It was only in 1958 when G.M. Syed, in his own words, left party politics behind and returned to his true ‘‘faith’’ of spiritually and economically liberating the rural poor. For some commentators, the incentive for this came from the memory of an unhappy love affair with a Turkish woman known as Mademoiselle Taraki, whom he had met in Bombay. G.M. Syed himself indeed often told his visitors that he learnt his first lessons about true love (ishq) from her, subsequently sublimating this worldly kind of love (ishq-i mijazi) into a higher state of love (ishq-i-haqiqi) for Sindh and the divine. He gives a more profane explanation in his autobiography. The military takeover in 1958 banned all political activities and several politicians, including G.M. Syed, were put under detention. For seven and half years he was under house arrest. In retrospect, he considered this a blessing in disguise as it made him leave ‘‘the thorny field of politics’’.

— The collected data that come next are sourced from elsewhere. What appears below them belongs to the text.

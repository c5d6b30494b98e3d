//! # as2-partnership - Trading-partner identities and outgoing dumps
//!
//! Two independent building blocks for an AS2 message-exchange engine:
//!
//! - **Partner identity**: a named record of sender IDs, receiver IDs, and
//!   partnership configuration, with the subset rule used to pick the
//!   partnership that applies to a message.
//! - **Outgoing dump**: an observer contract a transport drives while it
//!   writes a request, reporting headers and payload bytes without ever being
//!   able to fail the transmission.
//!
//! ## Usage
//!
//! ```rust
//! use as2_partnership::{PartnerDirectory, PartnerIdentity};
//!
//! let mut acme = PartnerIdentity::new("acme-to-globex")?;
//! acme.set_sender_as2_id(Some("ACME"));
//! acme.set_receiver_as2_id(Some("GLOBEX"));
//! acme.set_attribute("as2_url", Some("https://globex.example/as2"))?;
//!
//! let mut directory = PartnerDirectory::new();
//! directory.insert(acme)?;
//!
//! let mut incoming = PartnerIdentity::default();
//! incoming.set_sender_as2_id(Some("ACME"));
//! incoming.set_receiver_as2_id(Some("GLOBEX"));
//!
//! let partnership = directory.resolve(&incoming)?;
//! assert_eq!(partnership.attribute("as2_url"), Some("https://globex.example/as2"));
//! # Ok::<(), as2_partnership::PartnershipError>(())
//! ```

#![warn(missing_docs)]
#![warn(clippy::all)]
#![warn(clippy::pedantic)]
#![allow(clippy::module_name_repetitions)]

pub mod attributes;
pub mod config;
pub mod dump;
pub mod error;
pub mod partner;

// Re-export primary types at crate root for convenience
pub use attributes::{AttributeStore, Change};
pub use config::DumpConfig;
pub use dump::{
    DirectoryDumperFactory, DumpEvent, DumpPhase, DumpSession, DumperFactory, NoopDumper,
    OutgoingDumper, RecordingDumper, StreamDumper,
};
pub use error::{DirectoryError, DumpError, PartnershipError, PartnershipResult, ValidationError};
pub use partner::{ids, PartnerDirectory, PartnerIdentity, PartyRole, DEFAULT_NAME};
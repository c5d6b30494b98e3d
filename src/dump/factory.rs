//! Factories that open one dump sink per outgoing transmission.

use std::fs::{self, OpenOptions};
use std::io::{self, BufWriter};
use std::path::{Path, PathBuf};
use std::sync::atomic::{AtomicU64, Ordering};

use chrono::Utc;
use tracing::{debug, warn};

use crate::config::DumpConfig;
use crate::error::{DumpError, ValidationError};

use super::{NoopDumper, OutgoingDumper, StreamDumper};

const MAX_NAME_ATTEMPTS: u32 = 64;

/// Creates one dumper per outgoing transmission.
pub trait DumperFactory {
    /// Creates a dumper for the next transmission.
    ///
    /// # Errors
    ///
    /// Returns [`DumpError::Open`] if the dump sink cannot be opened.
    fn create(&self) -> Result<Box<dyn OutgoingDumper>, DumpError>;

    /// Like [`create`](Self::create), but falls back to a [`NoopDumper`] so a
    /// missing dump sink never stops a transmission.
    fn create_or_noop(&self) -> Box<dyn OutgoingDumper> {
        self.create().unwrap_or_else(|err| {
            warn!(error = %err, "outgoing dump unavailable; sending without dump");
            Box::new(NoopDumper)
        })
    }
}

/// Writes each transmission to its own file in a directory.
///
/// Files are named `{prefix}{yyyyMMdd-HHmmss-SSS}-{n}.{extension}`, where `n`
/// counts transmissions made through this factory. Existing files are never
/// overwritten: if the name is taken, for example by another factory writing
/// to the same directory, the next counter value is tried.
#[derive(Debug)]
pub struct DirectoryDumperFactory {
    directory: PathBuf,
    file_prefix: String,
    file_extension: String,
    counter: AtomicU64,
}

impl DirectoryDumperFactory {
    /// Creates a factory writing into `directory` with the default naming.
    pub fn new(directory: impl Into<PathBuf>) -> Self {
        let defaults = DumpConfig::default();
        Self {
            directory: directory.into(),
            file_prefix: defaults.file_prefix,
            file_extension: defaults.file_extension,
            counter: AtomicU64::new(0),
        }
    }

    /// Creates a factory from configuration.
    ///
    /// Returns `Ok(None)` when dumping is disabled.
    ///
    /// # Errors
    ///
    /// Returns [`ValidationError::InvalidConfig`] if the configuration is
    /// invalid.
    pub fn from_config(config: &DumpConfig) -> Result<Option<Self>, ValidationError> {
        config.validate()?;
        if !config.enabled {
            return Ok(None);
        }
        Ok(Some(Self {
            directory: config.directory.clone(),
            file_prefix: config.file_prefix.clone(),
            file_extension: config.file_extension.clone(),
            counter: AtomicU64::new(0),
        }))
    }

    /// The directory dump files are written to.
    #[must_use]
    pub fn directory(&self) -> &Path {
        &self.directory
    }

    fn next_path(&self) -> PathBuf {
        let n = self.counter.fetch_add(1, Ordering::Relaxed);
        let stamp = Utc::now().format("%Y%m%d-%H%M%S-%3f");
        self.directory.join(format!(
            "{}{stamp}-{n}.{}",
            self.file_prefix, self.file_extension
        ))
    }
}

impl DumperFactory for DirectoryDumperFactory {
    fn create(&self) -> Result<Box<dyn OutgoingDumper>, DumpError> {
        fs::create_dir_all(&self.directory).map_err(|source| DumpError::Open {
            path: self.directory.clone(),
            source,
        })?;

        let mut attempts = 0;
        loop {
            let path = self.next_path();
            match OpenOptions::new().write(true).create_new(true).open(&path) {
                Ok(file) => {
                    debug!(path = %path.display(), "dumping outgoing transmission");
                    return Ok(Box::new(StreamDumper::new(BufWriter::new(file))));
                }
                Err(err) if err.kind() == io::ErrorKind::AlreadyExists && attempts < MAX_NAME_ATTEMPTS => {
                    attempts += 1;
                    debug!(path = %path.display(), "dump file name taken; trying the next one");
                }
                Err(source) => return Err(DumpError::Open { path, source }),
            }
        }
    }
}
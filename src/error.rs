//! Error types for as2-partnership.
//!
//! All errors are strongly typed using thiserror so call sites can match on
//! the specific condition. Note that the outgoing dump path has no error
//! channel except for `close`: see [`crate::dump`].

use std::io;
use std::path::PathBuf;

use thiserror::Error;

/// Invalid arguments passed to a mutating operation.
#[derive(Debug, Error)]
pub enum ValidationError {
    #[error("Attribute key for {store} cannot be empty")]
    EmptyKey {
        store: &'static str,
    },

    #[error("Partner name cannot be empty")]
    EmptyName,

    #[error("Invalid configuration value for '{field}': {reason}")]
    InvalidConfig {
        field: String,
        reason: String,
    },
}

/// Errors raised by the in-memory partner directory.
#[derive(Debug, Error)]
pub enum DirectoryError {
    #[error("A partner named '{name}' is already registered")]
    DuplicateName {
        name: String,
    },

    #[error("No partner matches sender {sender} and receiver {receiver}")]
    NoMatch {
        sender: String,
        receiver: String,
    },
}

/// Errors from outgoing dump sinks.
///
/// Only [`DumpError::Teardown`] can come out of a dumper itself (from `close`).
/// The other variants are reported by the session and factory layers.
#[derive(Debug, Error)]
pub enum DumpError {
    #[error("Failed to release dump sink: {source}")]
    Teardown {
        #[source]
        source: io::Error,
    },

    #[error("Failed to open dump file {}: {source}", .path.display())]
    Open {
        path: PathBuf,
        #[source]
        source: io::Error,
    },

    #[error("Dump observer panicked during {stage}")]
    ObserverPanicked {
        stage: &'static str,
    },
}

/// Top-level error type for as2-partnership.
#[derive(Debug, Error)]
pub enum PartnershipError {
    #[error("Invalid argument: {0}")]
    Validation(#[from] ValidationError),

    #[error("Directory error: {0}")]
    Directory(#[from] DirectoryError),

    #[error("Dump error: {0}")]
    Dump(#[from] DumpError),
}

impl PartnershipError {
    /// Returns true if the caller passed an invalid argument.
    #[must_use]
    pub const fn is_invalid_argument(&self) -> bool {
        matches!(self, Self::Validation(_))
    }

    /// Returns true if this is a dump sink teardown failure.
    ///
    /// A teardown failure must never be treated as a delivery failure.
    #[must_use]
    pub fn is_teardown(&self) -> bool {
        matches!(
            self,
            Self::Dump(DumpError::Teardown { .. } | DumpError::ObserverPanicked { stage: "close" })
        )
    }

    /// Returns true if no partner was found for a lookup.
    #[must_use]
    pub const fn is_not_found(&self) -> bool {
        matches!(self, Self::Directory(DirectoryError::NoMatch { .. }))
    }
}

/// Result type alias for as2-partnership operations.
pub type PartnershipResult<T> = Result<T, PartnershipError>;

#[cfg(test)]
mod tests {
    use super::*;

    #[test]
    fn test_validation_error_empty_key() {
        let err = ValidationError::EmptyKey { store: "sender IDs" };
        let msg = format!("{err}");
        assert!(msg.contains("sender IDs"));
        assert!(msg.contains("cannot be empty"));
    }

    #[test]
    fn test_directory_error_no_match() {
        let err = DirectoryError::NoMatch {
            sender: "{as2_id=A}".to_string(),
            receiver: "{as2_id=B}".to_string(),
        };
        let msg = format!("{err}");
        assert!(msg.contains("as2_id=A"));
        assert!(msg.contains("as2_id=B"));
    }

    #[test]
    fn test_dump_error_open() {
        let err = DumpError::Open {
            path: PathBuf::from("/tmp/dump.http"),
            source: io::Error::new(io::ErrorKind::PermissionDenied, "denied"),
        };
        let msg = format!("{err}");
        assert!(msg.contains("/tmp/dump.http"));
        assert!(msg.contains("denied"));
    }

    #[test]
    fn test_partnership_error_from_validation() {
        let err: PartnershipError = ValidationError::EmptyName.into();
        assert!(err.is_invalid_argument());
        assert!(!err.is_teardown());
        assert!(!err.is_not_found());
    }

    #[test]
    fn test_partnership_error_teardown() {
        let err: PartnershipError = DumpError::Teardown {
            source: io::Error::new(io::ErrorKind::BrokenPipe, "pipe"),
        }
        .into();
        assert!(err.is_teardown());
        assert!(!err.is_invalid_argument());

        let panicked: PartnershipError = DumpError::ObserverPanicked { stage: "close" }.into();
        assert!(panicked.is_teardown());

        let open: PartnershipError = DumpError::Open {
            path: PathBuf::from("x"),
            source: io::Error::new(io::ErrorKind::NotFound, "missing"),
        }
        .into();
        assert!(!open.is_teardown());
    }

    #[test]
    fn test_partnership_error_not_found() {
        let err: PartnershipError = DirectoryError::NoMatch {
            sender: "{}".to_string(),
            receiver: "{}".to_string(),
        }
        .into();
        assert!(err.is_not_found());

        let dup: PartnershipError = DirectoryError::DuplicateName {
            name: "acme".to_string(),
        }
        .into();
        assert!(!dup.is_not_found());
    }
}
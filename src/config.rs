//! Configuration for outgoing transmission dumps.

use std::path::PathBuf;

use serde::{Deserialize, Serialize};

use crate::error::ValidationError;

/// Where and how outgoing transmissions are dumped.
///
/// Every field has a default, so a partial JSON document is enough:
///
/// ```
/// use as2_partnership::DumpConfig;
///
/// let cfg = DumpConfig::from_json(r#"{"enabled": true, "directory": "/tmp/as2"}"#).unwrap();
/// assert!(cfg.enabled);
/// assert_eq!(cfg.file_extension, "http");
/// ```
#[derive(Debug, Clone, PartialEq, Eq, Serialize, Deserialize)]
#[serde(default)]
pub struct DumpConfig {
    /// Dump outgoing transmissions at all.
    pub enabled: bool,
    /// Directory receiving one file per transmission.
    pub directory: PathBuf,
    /// File name prefix.
    pub file_prefix: String,
    /// File name extension, without the dot.
    pub file_extension: String,
}

impl Default for DumpConfig {
    fn default() -> Self {
        Self {
            enabled: false,
            directory: PathBuf::from("dumps"),
            file_prefix: "as2-outgoing-".to_string(),
            file_extension: "http".to_string(),
        }
    }
}

impl DumpConfig {
    /// Parses and validates a JSON configuration document.
    ///
    /// # Errors
    ///
    /// Returns [`ValidationError::InvalidConfig`] if the document does not
    /// parse or a value is invalid.
    pub fn from_json(json: &str) -> Result<Self, ValidationError> {
        let config: Self = serde_json::from_str(json).map_err(|e| ValidationError::InvalidConfig {
            field: "json".to_string(),
            reason: e.to_string(),
        })?;
        config.validate()?;
        Ok(config)
    }

    /// Checks that generated file names stay inside `directory`.
    ///
    /// # Errors
    ///
    /// Returns [`ValidationError::InvalidConfig`] naming the offending field.
    pub fn validate(&self) -> Result<(), ValidationError> {
        let is_separator = |c: char| c == '/' || c == '\\';

        if self.file_prefix.is_empty() || self.file_prefix.contains(is_separator) {
            return Err(ValidationError::InvalidConfig {
                field: "file_prefix".to_string(),
                reason: "must be non-empty and contain no path separators".to_string(),
            });
        }
        if self.file_extension.is_empty()
            || self.file_extension.contains(is_separator)
            || self.file_extension.starts_with('.')
        {
            return Err(ValidationError::InvalidConfig {
                field: "file_extension".to_string(),
                reason: "must be non-empty, without a leading dot or path separators".to_string(),
            });
        }
        if self.enabled && self.directory.as_os_str().is_empty() {
            return Err(ValidationError::InvalidConfig {
                field: "directory".to_string(),
                reason: "required when dumping is enabled".to_string(),
            });
        }
        Ok(())
    }
}
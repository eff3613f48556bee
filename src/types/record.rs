//! Record - one accepted event

use serde::{Deserialize, Serialize};
use serde_json::{Map, Value};

/// Route tag stored under the `type` key of a record
#[derive(Debug, Clone, Copy, PartialEq, Eq)]
pub enum RecordKind {
    Automation,
    Account,
}

impl RecordKind {
    pub fn as_str(&self) -> &'static str {
        match self {
            RecordKind::Automation => "automation",
            RecordKind::Account => "account",
        }
    }
}

impl std::fmt::Display for RecordKind {
    fn fmt(&self, f: &mut std::fmt::Formatter<'_>) -> std::fmt::Result {
        f.write_str(self.as_str())
    }
}

/// A single received event.
///
/// The caller's body is kept as an open key/value map (key order preserved),
/// with the gateway-added `type` and `receivedAt` fields living alongside it.
#[derive(Debug, Clone, Default, PartialEq, Serialize, Deserialize)]
#[serde(transparent)]
pub struct Record(Map<String, Value>);

impl Record {
    /// Wrap a payload untouched (legacy route)
    pub fn verbatim(payload: Map<String, Value>) -> Self {
        Self(payload)
    }

    /// Tag a payload with its originating route and acceptance time.
    ///
    /// Gateway values win over caller-supplied `type` / `receivedAt` keys.
    pub fn tagged(payload: Map<String, Value>, kind: RecordKind, received_at: &str) -> Self {
        let mut fields = payload;
        fields.insert("type".to_string(), Value::String(kind.as_str().to_string()));
        fields.insert(
            "receivedAt".to_string(),
            Value::String(received_at.to_string()),
        );
        Self(fields)
    }

    pub fn get(&self, key: &str) -> Option<&Value> {
        self.0.get(key)
    }

    /// The route tag, if the record has a recognised one
    pub fn kind(&self) -> Option<RecordKind> {
        match self.0.get("type").and_then(Value::as_str) {
            Some("automation") => Some(RecordKind::Automation),
            Some("account") => Some(RecordKind::Account),
            _ => None,
        }
    }

    pub fn received_at(&self) -> Option<&str> {
        self.0.get("receivedAt").and_then(Value::as_str)
    }
}

/// Loose presence check: `null`, `false`, `0` and `""` fail, anything else passes
pub fn is_truthy(value: &Value) -> bool {
    match value {
        Value::Null => false,
        Value::Bool(b) => *b,
        Value::Number(n) => n.as_f64().map(|f| f != 0.0 && !f.is_nan()).unwrap_or(true),
        Value::String(s) => !s.is_empty(),
        Value::Array(_) | Value::Object(_) => true,
    }
}
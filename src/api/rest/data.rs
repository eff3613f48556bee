//! Collection read, export and clear endpoints

use std::sync::Arc;

use axum::{
    extract::State,
    http::header,
    response::IntoResponse,
    Json,
};
use tracing::info;

use super::{with_store, ClearResponse, DataResponse, GatewayError};
use crate::api::state::AppState;

/// Size of the `/latest` slice
pub const LATEST_LIMIT: usize = 10;

/// File name offered to the browser for exports
pub const EXPORT_FILE_NAME: &str = "mdb_export.json";

/// GET /api/mdb/data - Whole collection in arrival order
pub async fn get_data(
    State(state): State<Arc<AppState>>,
) -> Result<Json<DataResponse>, GatewayError> {
    let records = with_store(&state, |store| Ok(store.load())).await?;
    Ok(Json(records.into()))
}

/// GET /api/mdb/data/latest - Most recent records first
pub async fn get_latest(
    State(state): State<Arc<AppState>>,
) -> Result<Json<DataResponse>, GatewayError> {
    let records = with_store(&state, |store| Ok(store.latest(LATEST_LIMIT))).await?;
    Ok(Json(records.into()))
}

/// GET /api/mdb/export - Collection as a downloadable JSON file
pub async fn export_data(
    State(state): State<Arc<AppState>>,
) -> Result<impl IntoResponse, GatewayError> {
    let bytes = with_store(&state, |store| store.export()).await?;

    let disposition = format!("attachment; filename=\"{}\"", EXPORT_FILE_NAME);
    Ok((
        [
            (header::CONTENT_TYPE, "application/json".to_string()),
            (header::CONTENT_DISPOSITION, disposition),
        ],
        bytes,
    ))
}

/// DELETE /api/mdb/data - Drop every record
pub async fn clear_data(
    State(state): State<Arc<AppState>>,
) -> Result<Json<ClearResponse>, GatewayError> {
    with_store(&state, |store| store.clear()).await?;
    info!("collection cleared via API");

    Ok(Json(ClearResponse {
        success: true,
        message: "All data cleared".to_string(),
    }))
}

He made a study of the history of Sufism in Sindh, which resulted in the publication in 1967 of a book called Religion and Reality – originally written in Sindhi, but translated into English and Urdu. In this book he presents an evolutionary theory of religion, distinguishing various stages such as Hinduism, Buddhism, Christianity, Islam, ‘‘science’’, and finally mysticism (tasawwuf) or ‘‘natural religion’’, which fully acknowledges the oneness of being (wahdat ul-wajud). In his interpretation, mysticism goes beyond doctrine and ritual. Hence, there is a mystical core in any religious tradition that remains essentially the same. Mysticism, being universal and eternal, can never be the basis of nationalism. Religious nationalism in any form is a mistake and creates false communities. Although the love for mankind as a whole is the truest form of love, akin to the love for God, mysticism accepts the loyalty to one’s family and homeland as genuine incarnations of love. Naturally, nations are based on a shared love for the homeland. Sindh is therefore a natural nation, but Pakistan is an artificial nation. Moreover, he calls Sindh the cradle of mysticism with a long history of religious tolerance and revolt against the tyranny of the ulama and mullahs. In other words, it is Sindh’s vocation to protest false nationalism and promote mysticism.

The book caused a scandal and met with several fatwas as well as legal persecution. Nonetheless, it became the basis for the Sindhi revolt against the military government in the 1960s, when groups of students and intellectuals took to the streets to call for free democratic elections. After G.M. Syed was released from detention in 1966, he continued his political activities by promoting Sindhi literature, culture, and language. It was a threefold campaign. On ‘‘the cultural front’’ he founded the Sufi Society of Sindh (bazm-i sufia-i Sindh). He also initiated a foundation to promote Sindhi language and literature (Sindhi Abadi Sangat). Finally, he tried to arouse ‘‘political and social awareness’’ among Sindhi students. He noted that ‘‘nations had been defeated politically and economically but their intellectuals, working from the fastness of civilization, literature and culture, not only converted political and economic defeat into victory but also overcame their victors’’. These intellectuals, whom he called his ‘‘friends’’, did not belong to the political establishment. They were rather the first generation of students from peasant and artisan background educated in the new secular educational institutions for which G.M. Syed himself was partly responsible. A central figure in this network of young intellectuals was Ibrahim Joyo.

___________________

Oskar Verkaaik is Assistant Professor at the Research Center for Religion and Society, University of Amsterdam, and head of the branch office of the International Institute for Asian Studies. He is the author of A People of Migrants and a popular book in Dutch based on his experiences in Pakistan.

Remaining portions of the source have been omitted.